Dataset records:

mod common;

use audit_inference::InferenceError;
use audit_pipeline::{Severity, SUMMARY_FILE_NAME};
use common::{a_py, pipeline, write, FakeModel};
use pretty_assertions::assert_eq;
use serde_json::Value;
use std::sync::{Arc, Mutex};
use tempfile::tempdir;

#[tokio::test]
async fn two_wears_one_issue_each() {
    let src = tempdir().unwrap();
    let data = tempdir().unwrap();
    write(src.path(), "a.py", &a_py());
    let model = FakeModel::one_issue_per_wear();
    let pipeline = pipeline(data.path(), model.clone()).await;

    let result = pipeline
        .audit_file(&src.path().join("a.py"), src.path(), false)
        .await
        .unwrap();

    assert_eq!(result.chunks.len(), 1);
    let chunk = &result.chunks[0];
    assert_eq!(chunk.chunk_id, "a.py:foo");
    assert_eq!(chunk.start_line, 2);
    assert_eq!(result.total_issues, 2);

    let security = &chunk.issues[0];
    assert_eq!(security.issue_type, "security");
    assert_eq!(security.severity, Severity::High);
    assert_eq!(security.absolute_line, Some(2 + 3 + 1));
    let readability = &chunk.issues[1];
    assert_eq!(readability.issue_type, "readability");
    assert_eq!(readability.absolute_line, Some(2 + 5 + 1));
    assert_eq!(model.calls(), 2);
}

#[tokio::test]
async fn second_run_is_served_from_cache() {
    let src = tempdir().unwrap();
    let data = tempdir().unwrap();
    write(src.path(), "a.py", &a_py());
    write(src.path(), "b.py", "def bar():\n    return 1\n\ndef baz():\n    return 2\n");
    let model = FakeModel::one_issue_per_wear();
    let pipeline = pipeline(data.path(), model.clone()).await;

    let first = pipeline.audit_directory(src.path(), false, None).await.unwrap();
    let calls_after_first = model.calls();
    assert_eq!(calls_after_first, 3 * 2);

    let second = pipeline.audit_directory(src.path(), false, None).await.unwrap();
    assert_eq!(model.calls(), calls_after_first);
    assert_eq!(second.total_issues, first.total_issues);
    assert_eq!(pipeline.stats().cache_hits, 6);
}

#[tokio::test]
async fn identical_chunks_in_different_files_send_identical_prompts() {
    let src = tempdir().unwrap();
    let body = "def f():\n    return 1\n";
    write(src.path(), "a.py", body);
    write(src.path(), "pkg/b.py", body);

    let seen = Arc::new(Mutex::new(Vec::new()));
    let record = seen.clone();
    let model = FakeModel::new(move |req| {
        if common::is_security(req) {
            record.lock().unwrap().push(req.user_content.clone());
        }
        Ok(r#"{"issues": []}"#.into())
    });

    // Separate data dirs so both files reach the model
    let mut chunk_ids = Vec::new();
    for rel in ["a.py", "pkg/b.py"] {
        let data = tempdir().unwrap();
        let pipeline = pipeline(data.path(), model.clone()).await;
        let result = pipeline
            .audit_file(&src.path().join(rel), src.path(), false)
            .await
            .unwrap();
        chunk_ids.push(result.chunks[0].chunk_id.clone());
    }
    assert_eq!(chunk_ids, vec!["a.py:f".to_string(), "pkg/b.py:f".to_string()]);

    let seen = seen.lock().unwrap();
    assert_eq!(seen.len(), 2);
    assert_eq!(seen[0], seen[1]);
    assert!(seen[0].contains("return 1"));
    assert!(!seen[0].contains("a.py"));
    drop(seen);

    // Sharing one cache, the second file is answered without the model
    let data = tempdir().unwrap();
    let calls = model.calls();
    let shared = pipeline(data.path(), model.clone()).await;
    shared.audit_file(&src.path().join("a.py"), src.path(), false).await.unwrap();
    shared.audit_file(&src.path().join("pkg/b.py"), src.path(), false).await.unwrap();
    assert_eq!(model.calls() - calls, 2);
}

#[tokio::test]
async fn force_bypasses_cache_for_every_pair() {
    let src = tempdir().unwrap();
    let data = tempdir().unwrap();
    write(src.path(), "b.py", "def bar():\n    return 1\n\ndef baz():\n    return 2\n");
    let model = FakeModel::one_issue_per_wear();
    let pipeline = pipeline(data.path(), model.clone()).await;
    let file = src.path().join("b.py");

    pipeline.audit_file(&file, src.path(), false).await.unwrap();
    let before = model.calls();
    pipeline.audit_file(&file, src.path(), true).await.unwrap();
    assert_eq!(model.calls() - before, 2 * 2);

    // Results stored during the forced run serve the next normal run
    pipeline.audit_file(&file, src.path(), false).await.unwrap();
    assert_eq!(model.calls() - before, 2 * 2);
}

#[tokio::test]
async fn malformed_replies_become_processing_errors() {
    let src = tempdir().unwrap();
    let data = tempdir().unwrap();
    write(src.path(), "a.py", &a_py());
    let model = FakeModel::new(|_| Ok("I think this code is great!".into()));
    let pipeline = pipeline(data.path(), model.clone()).await;

    let result = pipeline
        .audit_file(&src.path().join("a.py"), src.path(), false)
        .await
        .unwrap();

    let issues = &result.chunks[0].issues;
    assert_eq!(issues.len(), 2);
    assert!(issues.iter().all(|i| i.is_processing_error() && i.severity == Severity::Low));
    assert!(issues.iter().all(|i| i.line_number_offset == 0));
    // Three attempts per wear, nothing cached
    assert_eq!(model.calls(), 6);
    pipeline
        .audit_file(&src.path().join("a.py"), src.path(), false)
        .await
        .unwrap();
    assert_eq!(model.calls(), 12);
}

#[tokio::test]
async fn fatal_configuration_aborts_the_directory() {
    let src = tempdir().unwrap();
    let data = tempdir().unwrap();
    write(src.path(), "a.py", &a_py());
    write(src.path(), "b.py", "def bar():\n    return 1\n");
    let model = FakeModel::new(|_| Err(InferenceError::fatal("API error 401: unauthorized")));
    let pipeline = pipeline(data.path(), model).await;

    let err = pipeline.audit_directory(src.path(), false, None).await.unwrap_err();
    assert!(err.is_fatal());
    assert!(!src.path().join(SUMMARY_FILE_NAME).exists());
}

#[tokio::test]
async fn summary_lists_skipped_and_failed_files() {
    let src = tempdir().unwrap();
    let data = tempdir().unwrap();
    let out = tempdir().unwrap();
    write(src.path(), "a.py", &a_py());
    write(src.path(), "empty.py", "");
    write(src.path(), "pkg/b.py", "def bar():\n    return 1\n");
    // A plain file where the mirrored directory should go
    write(out.path(), "pkg", "not a directory");
    let pipeline = pipeline(data.path(), FakeModel::one_issue_per_wear()).await;

    let summary = pipeline
        .audit_directory(src.path(), false, Some(out.path()))
        .await
        .unwrap();

    assert_eq!(summary.total_files, 3);
    assert_eq!(summary.audited_files, 1);
    assert_eq!(summary.skipped_files, 1);
    assert_eq!(summary.failed.len(), 1);
    assert_eq!(summary.failed[0].file, "pkg/b.py");
    assert_eq!(summary.total_issues, 2);
    assert_eq!(summary.high_severity_total, 1);

    let artifact: Value =
        serde_json::from_slice(&std::fs::read(out.path().join("a_audit.json")).unwrap()).unwrap();
    assert_eq!(artifact["total_issues"], 2);
    assert_eq!(artifact["chunks"][0]["chunk_id"], "a.py:foo");

    let written: Value =
        serde_json::from_slice(&std::fs::read(out.path().join(SUMMARY_FILE_NAME)).unwrap()).unwrap();
    assert_eq!(written["files"][0]["file"], "a.py");
    assert_eq!(written["failed"][0]["file"], "pkg/b.py");
    assert!(!src.path().join(SUMMARY_FILE_NAME).exists());
}

#[tokio::test]
async fn issues_follow_chunk_order() {
    let src = tempdir().unwrap();
    let data = tempdir().unwrap();
    let code: String = (0..8)
        .map(|i| format!("def f{i}():\n    return {i}\n\n"))
        .collect();
    write(src.path(), "many.py", &code);
    let pipeline = pipeline(data.path(), FakeModel::one_issue_per_wear()).await;

    let result = pipeline
        .audit_file(&src.path().join("many.py"), src.path(), false)
        .await
        .unwrap();
    let ids: Vec<_> = result.chunks.iter().map(|c| c.chunk_id.clone()).collect();
    let expected: Vec<_> = (0..8).map(|i| format!("many.py:f{i}")).collect();
    assert_eq!(ids, expected);
    assert!(result
        .chunks
        .iter()
        .all(|c| c.issues[0].issue_type == "security" && c.issues[1].issue_type == "readability"));
}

To do: Give back, unchanged, the line containing "let written: Value" and each line that comes after it in the entries above, ending with the last.

Written answer:
    let written: Value =
        serde_json::from_slice(&std::fs::read(out.path().join(SUMMARY_FILE_NAME)).unwrap()).unwrap();
    assert_eq!(written["files"][0]["file"], "a.py");
    assert_eq!(written["failed"][0]["file"], "pkg/b.py");
    assert!(!src.path().join(SUMMARY_FILE_NAME).exists());
}

#[tokio::test]
async fn issues_follow_chunk_order() {
    let src = tempdir().unwrap();
    let data = tempdir().unwrap();
    let code: String = (0..8)
        .map(|i| format!("def f{i}():\n    return {i}\n\n"))
        .collect();
    write(src.path(), "many.py", &code);
    let pipeline = pipeline(data.path(), FakeModel::one_issue_per_wear()).await;

    let result = pipeline
        .audit_file(&src.path().join("many.py"), src.path(), false)
        .await
        .unwrap();
    let ids: Vec<_> = result.chunks.iter().map(|c| c.chunk_id.clone()).collect();
    let expected: Vec<_> = (0..8).map(|i| format!("many.py:f{i}")).collect();
    assert_eq!(ids, expected);
    assert!(result
        .chunks
        .iter()
        .all(|c| c.issues[0].issue_type == "security" && c.issues[1].issue_type == "readability"));
}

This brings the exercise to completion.